▶ Task objective
Look through the entries below, please, and copy every line with the word "plus".

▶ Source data
■ ■ ■ ■ ■
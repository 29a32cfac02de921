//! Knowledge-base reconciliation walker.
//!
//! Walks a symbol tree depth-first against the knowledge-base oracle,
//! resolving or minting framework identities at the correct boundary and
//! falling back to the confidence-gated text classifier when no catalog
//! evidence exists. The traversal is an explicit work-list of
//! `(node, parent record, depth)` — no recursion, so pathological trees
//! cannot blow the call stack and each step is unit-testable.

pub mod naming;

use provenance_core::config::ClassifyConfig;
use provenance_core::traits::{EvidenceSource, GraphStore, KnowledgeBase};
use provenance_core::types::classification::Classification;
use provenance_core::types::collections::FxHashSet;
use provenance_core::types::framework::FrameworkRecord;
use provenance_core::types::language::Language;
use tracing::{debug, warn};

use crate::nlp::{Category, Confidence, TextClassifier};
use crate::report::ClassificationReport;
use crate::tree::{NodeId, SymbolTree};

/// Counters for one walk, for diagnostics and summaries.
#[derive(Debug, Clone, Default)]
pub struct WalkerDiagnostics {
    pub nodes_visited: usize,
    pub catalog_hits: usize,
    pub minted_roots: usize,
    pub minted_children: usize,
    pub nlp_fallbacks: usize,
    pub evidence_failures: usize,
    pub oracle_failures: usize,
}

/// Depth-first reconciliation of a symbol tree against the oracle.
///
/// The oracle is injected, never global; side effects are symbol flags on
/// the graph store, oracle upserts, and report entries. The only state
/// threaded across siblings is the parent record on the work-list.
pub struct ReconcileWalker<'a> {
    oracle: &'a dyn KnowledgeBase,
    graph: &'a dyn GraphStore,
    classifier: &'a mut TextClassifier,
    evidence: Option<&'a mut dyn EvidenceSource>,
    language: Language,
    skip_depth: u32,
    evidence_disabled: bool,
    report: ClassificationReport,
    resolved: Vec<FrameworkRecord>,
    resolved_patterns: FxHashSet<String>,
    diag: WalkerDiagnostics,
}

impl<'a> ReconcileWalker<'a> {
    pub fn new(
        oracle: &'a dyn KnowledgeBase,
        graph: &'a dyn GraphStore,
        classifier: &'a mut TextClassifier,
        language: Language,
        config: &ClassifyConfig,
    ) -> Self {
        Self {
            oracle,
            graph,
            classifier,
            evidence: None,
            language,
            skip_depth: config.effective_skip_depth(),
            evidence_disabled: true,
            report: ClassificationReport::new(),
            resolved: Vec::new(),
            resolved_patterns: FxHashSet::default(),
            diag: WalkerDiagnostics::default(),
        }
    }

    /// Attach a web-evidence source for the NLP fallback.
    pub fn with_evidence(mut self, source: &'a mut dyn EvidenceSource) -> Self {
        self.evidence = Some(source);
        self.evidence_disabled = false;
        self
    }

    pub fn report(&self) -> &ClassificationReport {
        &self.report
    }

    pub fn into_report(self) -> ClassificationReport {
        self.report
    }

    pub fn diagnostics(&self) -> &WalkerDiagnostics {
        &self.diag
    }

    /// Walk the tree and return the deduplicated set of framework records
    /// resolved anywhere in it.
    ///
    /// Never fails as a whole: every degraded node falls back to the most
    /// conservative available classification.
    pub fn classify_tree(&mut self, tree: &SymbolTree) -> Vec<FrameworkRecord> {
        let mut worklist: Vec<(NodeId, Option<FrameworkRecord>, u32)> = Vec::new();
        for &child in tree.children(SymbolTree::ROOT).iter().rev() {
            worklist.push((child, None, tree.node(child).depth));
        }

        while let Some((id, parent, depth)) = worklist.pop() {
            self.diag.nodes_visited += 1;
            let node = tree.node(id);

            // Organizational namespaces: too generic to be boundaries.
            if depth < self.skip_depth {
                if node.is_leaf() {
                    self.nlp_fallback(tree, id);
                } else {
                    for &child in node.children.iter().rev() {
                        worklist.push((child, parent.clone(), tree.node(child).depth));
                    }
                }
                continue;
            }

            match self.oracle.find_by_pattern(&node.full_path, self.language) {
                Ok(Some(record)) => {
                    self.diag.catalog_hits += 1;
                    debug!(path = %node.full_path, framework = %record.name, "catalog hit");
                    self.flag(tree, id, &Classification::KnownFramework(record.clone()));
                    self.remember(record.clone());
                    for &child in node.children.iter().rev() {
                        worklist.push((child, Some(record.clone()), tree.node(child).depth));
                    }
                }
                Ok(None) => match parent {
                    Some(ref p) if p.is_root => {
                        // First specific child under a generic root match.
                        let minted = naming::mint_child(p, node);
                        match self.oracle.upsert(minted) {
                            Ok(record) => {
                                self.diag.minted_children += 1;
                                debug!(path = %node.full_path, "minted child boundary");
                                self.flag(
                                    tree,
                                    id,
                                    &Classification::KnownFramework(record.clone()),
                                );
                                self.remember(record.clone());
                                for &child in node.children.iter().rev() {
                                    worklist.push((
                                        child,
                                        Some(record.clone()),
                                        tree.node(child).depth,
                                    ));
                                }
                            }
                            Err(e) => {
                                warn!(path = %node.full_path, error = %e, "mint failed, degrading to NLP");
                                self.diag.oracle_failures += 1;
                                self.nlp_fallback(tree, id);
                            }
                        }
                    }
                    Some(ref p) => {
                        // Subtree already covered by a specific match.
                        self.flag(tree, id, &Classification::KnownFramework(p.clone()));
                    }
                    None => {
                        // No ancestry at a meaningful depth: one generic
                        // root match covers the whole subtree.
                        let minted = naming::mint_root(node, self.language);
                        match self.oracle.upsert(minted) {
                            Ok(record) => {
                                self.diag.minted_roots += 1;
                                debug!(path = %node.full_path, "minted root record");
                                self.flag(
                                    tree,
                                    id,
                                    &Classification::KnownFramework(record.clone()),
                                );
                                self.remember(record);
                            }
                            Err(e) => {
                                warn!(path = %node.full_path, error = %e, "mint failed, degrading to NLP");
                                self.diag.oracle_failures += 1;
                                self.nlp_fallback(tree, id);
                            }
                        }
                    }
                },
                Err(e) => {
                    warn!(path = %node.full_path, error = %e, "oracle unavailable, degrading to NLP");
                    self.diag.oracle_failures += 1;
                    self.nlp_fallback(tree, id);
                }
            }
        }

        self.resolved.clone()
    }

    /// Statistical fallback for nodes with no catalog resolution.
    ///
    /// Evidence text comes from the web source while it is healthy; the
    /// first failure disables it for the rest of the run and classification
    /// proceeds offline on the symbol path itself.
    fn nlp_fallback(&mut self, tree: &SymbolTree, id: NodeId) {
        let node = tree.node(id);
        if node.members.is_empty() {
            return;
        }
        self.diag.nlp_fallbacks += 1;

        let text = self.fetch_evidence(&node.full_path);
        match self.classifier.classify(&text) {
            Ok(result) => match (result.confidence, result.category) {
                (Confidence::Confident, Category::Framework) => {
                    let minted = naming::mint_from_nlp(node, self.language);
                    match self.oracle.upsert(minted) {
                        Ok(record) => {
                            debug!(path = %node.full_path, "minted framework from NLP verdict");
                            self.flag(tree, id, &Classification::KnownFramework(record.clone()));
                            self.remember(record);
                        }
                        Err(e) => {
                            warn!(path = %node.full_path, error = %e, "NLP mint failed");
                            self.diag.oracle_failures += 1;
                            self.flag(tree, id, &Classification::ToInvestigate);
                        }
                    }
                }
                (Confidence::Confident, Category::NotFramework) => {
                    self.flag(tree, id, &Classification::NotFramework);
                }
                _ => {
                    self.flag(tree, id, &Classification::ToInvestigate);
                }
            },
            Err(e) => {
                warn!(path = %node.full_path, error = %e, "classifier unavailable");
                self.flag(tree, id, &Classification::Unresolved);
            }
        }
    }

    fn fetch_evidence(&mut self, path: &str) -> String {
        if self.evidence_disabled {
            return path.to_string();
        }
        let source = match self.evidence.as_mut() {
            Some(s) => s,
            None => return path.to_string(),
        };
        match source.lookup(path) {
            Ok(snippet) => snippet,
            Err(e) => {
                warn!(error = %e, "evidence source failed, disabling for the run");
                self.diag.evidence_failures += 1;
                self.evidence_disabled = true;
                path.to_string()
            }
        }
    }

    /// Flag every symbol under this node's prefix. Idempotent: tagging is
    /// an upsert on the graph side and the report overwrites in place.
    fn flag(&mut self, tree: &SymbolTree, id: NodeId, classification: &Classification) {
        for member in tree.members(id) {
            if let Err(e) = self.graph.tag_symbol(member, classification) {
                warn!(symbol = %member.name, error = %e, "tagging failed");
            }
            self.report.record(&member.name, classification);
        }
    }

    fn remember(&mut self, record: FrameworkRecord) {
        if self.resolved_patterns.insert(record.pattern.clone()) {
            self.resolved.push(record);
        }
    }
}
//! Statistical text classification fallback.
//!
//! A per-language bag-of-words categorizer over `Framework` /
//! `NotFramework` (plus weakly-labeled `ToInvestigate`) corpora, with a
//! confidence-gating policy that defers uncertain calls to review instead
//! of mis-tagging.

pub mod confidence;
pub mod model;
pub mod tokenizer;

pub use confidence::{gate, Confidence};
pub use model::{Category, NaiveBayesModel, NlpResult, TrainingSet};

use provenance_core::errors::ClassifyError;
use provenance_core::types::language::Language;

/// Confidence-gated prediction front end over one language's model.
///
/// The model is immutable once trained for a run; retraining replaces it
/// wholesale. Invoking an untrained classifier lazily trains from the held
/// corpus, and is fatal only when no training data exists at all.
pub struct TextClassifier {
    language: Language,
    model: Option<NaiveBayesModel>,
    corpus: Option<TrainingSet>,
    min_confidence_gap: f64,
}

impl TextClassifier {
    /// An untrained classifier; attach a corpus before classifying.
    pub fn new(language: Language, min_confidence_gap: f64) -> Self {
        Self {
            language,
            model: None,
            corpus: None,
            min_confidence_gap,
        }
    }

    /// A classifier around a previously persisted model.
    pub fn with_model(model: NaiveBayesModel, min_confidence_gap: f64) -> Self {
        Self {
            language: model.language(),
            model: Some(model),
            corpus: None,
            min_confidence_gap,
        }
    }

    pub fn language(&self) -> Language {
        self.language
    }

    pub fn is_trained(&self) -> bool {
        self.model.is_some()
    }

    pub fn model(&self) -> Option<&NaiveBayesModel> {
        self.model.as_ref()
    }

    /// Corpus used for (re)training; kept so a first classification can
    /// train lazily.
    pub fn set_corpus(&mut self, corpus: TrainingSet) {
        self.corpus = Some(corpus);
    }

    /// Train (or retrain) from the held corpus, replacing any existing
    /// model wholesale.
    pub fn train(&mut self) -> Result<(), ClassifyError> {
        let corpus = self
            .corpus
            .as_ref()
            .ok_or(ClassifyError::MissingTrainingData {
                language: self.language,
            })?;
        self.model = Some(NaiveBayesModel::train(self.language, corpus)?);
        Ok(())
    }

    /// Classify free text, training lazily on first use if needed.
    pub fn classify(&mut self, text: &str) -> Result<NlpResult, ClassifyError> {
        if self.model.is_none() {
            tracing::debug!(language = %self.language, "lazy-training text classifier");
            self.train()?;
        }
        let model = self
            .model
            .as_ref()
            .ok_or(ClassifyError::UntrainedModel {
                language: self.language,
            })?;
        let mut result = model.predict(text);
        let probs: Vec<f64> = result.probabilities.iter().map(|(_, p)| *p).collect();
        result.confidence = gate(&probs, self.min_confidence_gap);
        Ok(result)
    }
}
■ ■ ■ ■ ■
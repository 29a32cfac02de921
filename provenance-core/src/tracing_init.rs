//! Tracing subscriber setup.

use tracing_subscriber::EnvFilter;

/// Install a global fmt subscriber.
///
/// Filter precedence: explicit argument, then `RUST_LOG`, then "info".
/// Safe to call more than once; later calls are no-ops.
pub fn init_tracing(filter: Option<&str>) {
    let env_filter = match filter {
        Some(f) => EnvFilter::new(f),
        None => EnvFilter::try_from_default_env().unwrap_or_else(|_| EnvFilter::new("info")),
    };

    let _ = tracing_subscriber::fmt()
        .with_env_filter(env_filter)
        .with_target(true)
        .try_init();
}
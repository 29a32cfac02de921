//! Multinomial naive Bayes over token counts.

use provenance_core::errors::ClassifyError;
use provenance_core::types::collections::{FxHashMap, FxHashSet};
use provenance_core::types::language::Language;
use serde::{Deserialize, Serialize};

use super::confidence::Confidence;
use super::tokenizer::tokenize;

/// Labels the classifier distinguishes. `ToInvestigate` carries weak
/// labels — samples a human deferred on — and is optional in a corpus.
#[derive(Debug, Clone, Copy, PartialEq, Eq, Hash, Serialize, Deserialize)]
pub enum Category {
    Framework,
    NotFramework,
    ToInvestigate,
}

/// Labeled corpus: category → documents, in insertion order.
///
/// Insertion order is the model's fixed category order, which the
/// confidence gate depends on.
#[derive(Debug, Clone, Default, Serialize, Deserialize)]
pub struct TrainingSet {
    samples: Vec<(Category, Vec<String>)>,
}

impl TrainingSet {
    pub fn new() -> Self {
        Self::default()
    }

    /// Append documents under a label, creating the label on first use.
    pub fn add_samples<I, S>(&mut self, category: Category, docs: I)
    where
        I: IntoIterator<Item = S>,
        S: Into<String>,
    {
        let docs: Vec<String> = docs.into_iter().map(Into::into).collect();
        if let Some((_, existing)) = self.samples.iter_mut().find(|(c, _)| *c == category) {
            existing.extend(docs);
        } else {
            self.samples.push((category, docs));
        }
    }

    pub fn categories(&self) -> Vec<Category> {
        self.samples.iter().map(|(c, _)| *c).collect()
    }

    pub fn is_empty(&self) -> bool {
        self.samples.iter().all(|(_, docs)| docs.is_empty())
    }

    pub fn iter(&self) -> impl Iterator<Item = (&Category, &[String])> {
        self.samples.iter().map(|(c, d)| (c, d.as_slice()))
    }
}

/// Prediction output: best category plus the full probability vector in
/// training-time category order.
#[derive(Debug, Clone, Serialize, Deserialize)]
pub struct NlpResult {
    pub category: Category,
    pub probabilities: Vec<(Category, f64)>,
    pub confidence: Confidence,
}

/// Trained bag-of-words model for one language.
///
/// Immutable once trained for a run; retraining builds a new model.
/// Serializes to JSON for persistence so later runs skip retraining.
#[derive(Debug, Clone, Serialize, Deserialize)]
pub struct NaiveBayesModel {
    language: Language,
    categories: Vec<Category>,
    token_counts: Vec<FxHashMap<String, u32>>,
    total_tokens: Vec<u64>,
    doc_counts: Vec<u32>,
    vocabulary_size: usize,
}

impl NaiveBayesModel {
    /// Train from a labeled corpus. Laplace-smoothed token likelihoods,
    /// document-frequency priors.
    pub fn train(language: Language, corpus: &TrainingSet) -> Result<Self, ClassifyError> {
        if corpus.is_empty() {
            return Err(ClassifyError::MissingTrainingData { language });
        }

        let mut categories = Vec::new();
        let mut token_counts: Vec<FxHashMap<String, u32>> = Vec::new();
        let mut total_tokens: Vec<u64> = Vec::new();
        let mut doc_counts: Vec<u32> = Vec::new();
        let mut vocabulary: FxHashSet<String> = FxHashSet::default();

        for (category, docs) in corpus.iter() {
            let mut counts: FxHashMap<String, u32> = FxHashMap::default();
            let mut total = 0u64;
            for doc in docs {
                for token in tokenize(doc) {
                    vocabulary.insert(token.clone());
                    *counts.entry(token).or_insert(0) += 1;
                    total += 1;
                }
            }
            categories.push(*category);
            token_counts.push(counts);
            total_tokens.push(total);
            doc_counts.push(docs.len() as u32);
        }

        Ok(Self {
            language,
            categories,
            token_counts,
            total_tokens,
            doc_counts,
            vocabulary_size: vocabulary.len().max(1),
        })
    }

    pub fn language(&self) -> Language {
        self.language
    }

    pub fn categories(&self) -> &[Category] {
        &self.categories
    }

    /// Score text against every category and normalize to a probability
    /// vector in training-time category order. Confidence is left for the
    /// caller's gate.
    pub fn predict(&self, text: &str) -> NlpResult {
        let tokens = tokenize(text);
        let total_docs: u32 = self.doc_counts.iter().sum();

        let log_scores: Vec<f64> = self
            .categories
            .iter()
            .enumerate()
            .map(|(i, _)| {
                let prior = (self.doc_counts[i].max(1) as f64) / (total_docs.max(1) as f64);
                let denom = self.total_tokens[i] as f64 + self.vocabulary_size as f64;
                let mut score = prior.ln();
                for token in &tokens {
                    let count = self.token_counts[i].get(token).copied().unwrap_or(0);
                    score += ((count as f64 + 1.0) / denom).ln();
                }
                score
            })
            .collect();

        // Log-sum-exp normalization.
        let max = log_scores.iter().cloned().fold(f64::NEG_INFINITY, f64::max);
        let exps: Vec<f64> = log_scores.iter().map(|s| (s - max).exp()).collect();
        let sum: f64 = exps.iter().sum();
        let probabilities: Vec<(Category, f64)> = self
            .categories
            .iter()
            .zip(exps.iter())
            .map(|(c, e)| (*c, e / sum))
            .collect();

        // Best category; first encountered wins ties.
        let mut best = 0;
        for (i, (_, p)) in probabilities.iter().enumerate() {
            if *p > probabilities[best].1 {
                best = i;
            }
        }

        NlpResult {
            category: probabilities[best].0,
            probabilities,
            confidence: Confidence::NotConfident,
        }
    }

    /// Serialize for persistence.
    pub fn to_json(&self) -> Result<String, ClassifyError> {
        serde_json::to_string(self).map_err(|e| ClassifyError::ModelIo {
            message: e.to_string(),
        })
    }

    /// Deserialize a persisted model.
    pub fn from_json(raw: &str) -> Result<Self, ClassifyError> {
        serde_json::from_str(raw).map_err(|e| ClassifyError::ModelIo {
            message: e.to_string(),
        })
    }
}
■ ■ ■ ■ ■
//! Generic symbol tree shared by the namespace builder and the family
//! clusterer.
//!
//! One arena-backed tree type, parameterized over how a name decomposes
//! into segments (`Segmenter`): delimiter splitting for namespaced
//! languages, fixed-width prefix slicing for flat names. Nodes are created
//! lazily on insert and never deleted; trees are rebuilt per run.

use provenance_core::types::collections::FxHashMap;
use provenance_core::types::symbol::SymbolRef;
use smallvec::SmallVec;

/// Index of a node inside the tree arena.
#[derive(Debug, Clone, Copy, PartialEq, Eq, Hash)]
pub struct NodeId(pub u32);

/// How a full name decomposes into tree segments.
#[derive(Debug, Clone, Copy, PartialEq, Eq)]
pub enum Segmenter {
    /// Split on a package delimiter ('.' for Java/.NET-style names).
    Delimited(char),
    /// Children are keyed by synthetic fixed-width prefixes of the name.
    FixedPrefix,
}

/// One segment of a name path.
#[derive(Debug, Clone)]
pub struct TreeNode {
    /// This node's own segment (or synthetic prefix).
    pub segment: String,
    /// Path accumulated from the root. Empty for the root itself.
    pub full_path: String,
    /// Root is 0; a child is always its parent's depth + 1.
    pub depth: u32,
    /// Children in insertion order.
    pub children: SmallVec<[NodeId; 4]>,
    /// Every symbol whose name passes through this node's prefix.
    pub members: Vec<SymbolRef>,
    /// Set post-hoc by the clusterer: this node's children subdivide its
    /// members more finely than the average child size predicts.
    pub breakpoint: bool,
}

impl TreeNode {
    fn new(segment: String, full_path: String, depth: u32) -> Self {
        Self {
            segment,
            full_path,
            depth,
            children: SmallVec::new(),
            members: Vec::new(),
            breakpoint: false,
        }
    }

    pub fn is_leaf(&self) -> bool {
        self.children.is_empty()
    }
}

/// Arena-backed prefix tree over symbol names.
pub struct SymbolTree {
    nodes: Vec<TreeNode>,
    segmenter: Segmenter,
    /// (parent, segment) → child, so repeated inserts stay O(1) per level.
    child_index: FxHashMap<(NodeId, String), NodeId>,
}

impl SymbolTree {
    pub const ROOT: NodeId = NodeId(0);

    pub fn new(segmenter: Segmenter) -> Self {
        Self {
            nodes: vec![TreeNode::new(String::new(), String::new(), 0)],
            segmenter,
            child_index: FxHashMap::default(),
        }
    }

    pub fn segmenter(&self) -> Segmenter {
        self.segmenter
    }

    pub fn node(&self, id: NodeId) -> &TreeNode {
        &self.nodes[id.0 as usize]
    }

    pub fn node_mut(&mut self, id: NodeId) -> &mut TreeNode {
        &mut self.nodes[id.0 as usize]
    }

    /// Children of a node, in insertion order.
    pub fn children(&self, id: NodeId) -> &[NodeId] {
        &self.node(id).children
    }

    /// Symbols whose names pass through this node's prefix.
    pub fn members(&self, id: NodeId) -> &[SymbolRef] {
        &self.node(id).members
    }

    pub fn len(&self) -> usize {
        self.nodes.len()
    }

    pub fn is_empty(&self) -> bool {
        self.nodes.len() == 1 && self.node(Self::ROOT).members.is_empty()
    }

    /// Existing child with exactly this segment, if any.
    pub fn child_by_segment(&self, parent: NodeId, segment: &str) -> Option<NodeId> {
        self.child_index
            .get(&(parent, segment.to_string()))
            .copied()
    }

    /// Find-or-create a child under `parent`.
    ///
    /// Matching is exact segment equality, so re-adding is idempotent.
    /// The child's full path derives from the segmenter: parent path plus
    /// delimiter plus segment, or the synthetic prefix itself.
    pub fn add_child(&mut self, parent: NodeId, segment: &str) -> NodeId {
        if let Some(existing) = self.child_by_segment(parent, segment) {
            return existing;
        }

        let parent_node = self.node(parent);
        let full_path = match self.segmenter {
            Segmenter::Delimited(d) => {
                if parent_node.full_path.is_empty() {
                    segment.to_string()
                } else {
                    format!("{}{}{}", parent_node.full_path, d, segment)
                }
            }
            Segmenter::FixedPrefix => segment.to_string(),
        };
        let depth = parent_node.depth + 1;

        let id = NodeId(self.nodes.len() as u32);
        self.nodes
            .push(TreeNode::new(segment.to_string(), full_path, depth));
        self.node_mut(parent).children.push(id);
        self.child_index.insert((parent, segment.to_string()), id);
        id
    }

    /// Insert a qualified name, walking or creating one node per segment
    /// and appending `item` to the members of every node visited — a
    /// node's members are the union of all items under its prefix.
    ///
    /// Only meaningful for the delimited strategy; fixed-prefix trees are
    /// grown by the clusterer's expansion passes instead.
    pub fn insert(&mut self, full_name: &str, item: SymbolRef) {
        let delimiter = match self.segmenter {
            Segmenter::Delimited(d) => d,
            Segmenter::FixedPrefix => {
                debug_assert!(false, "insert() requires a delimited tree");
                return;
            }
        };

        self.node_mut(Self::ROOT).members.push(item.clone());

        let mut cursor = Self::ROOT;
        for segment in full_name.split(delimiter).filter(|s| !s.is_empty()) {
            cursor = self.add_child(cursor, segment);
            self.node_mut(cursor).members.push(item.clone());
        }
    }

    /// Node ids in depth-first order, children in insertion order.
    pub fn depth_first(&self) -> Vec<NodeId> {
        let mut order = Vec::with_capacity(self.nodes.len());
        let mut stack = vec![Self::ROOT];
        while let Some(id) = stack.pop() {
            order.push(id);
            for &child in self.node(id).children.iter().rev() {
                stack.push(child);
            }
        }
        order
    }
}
■ ■ ■ ■ ■
▶ Response to this task
//! `NotFramework` (plus weakly-labeled `ToInvestigate`) corpora, with a
/// Prediction output: best category plus the full probability vector in
    /// The child's full path derives from the segmenter: parent path plus
    /// delimiter plus segment, or the synthetic prefix itself.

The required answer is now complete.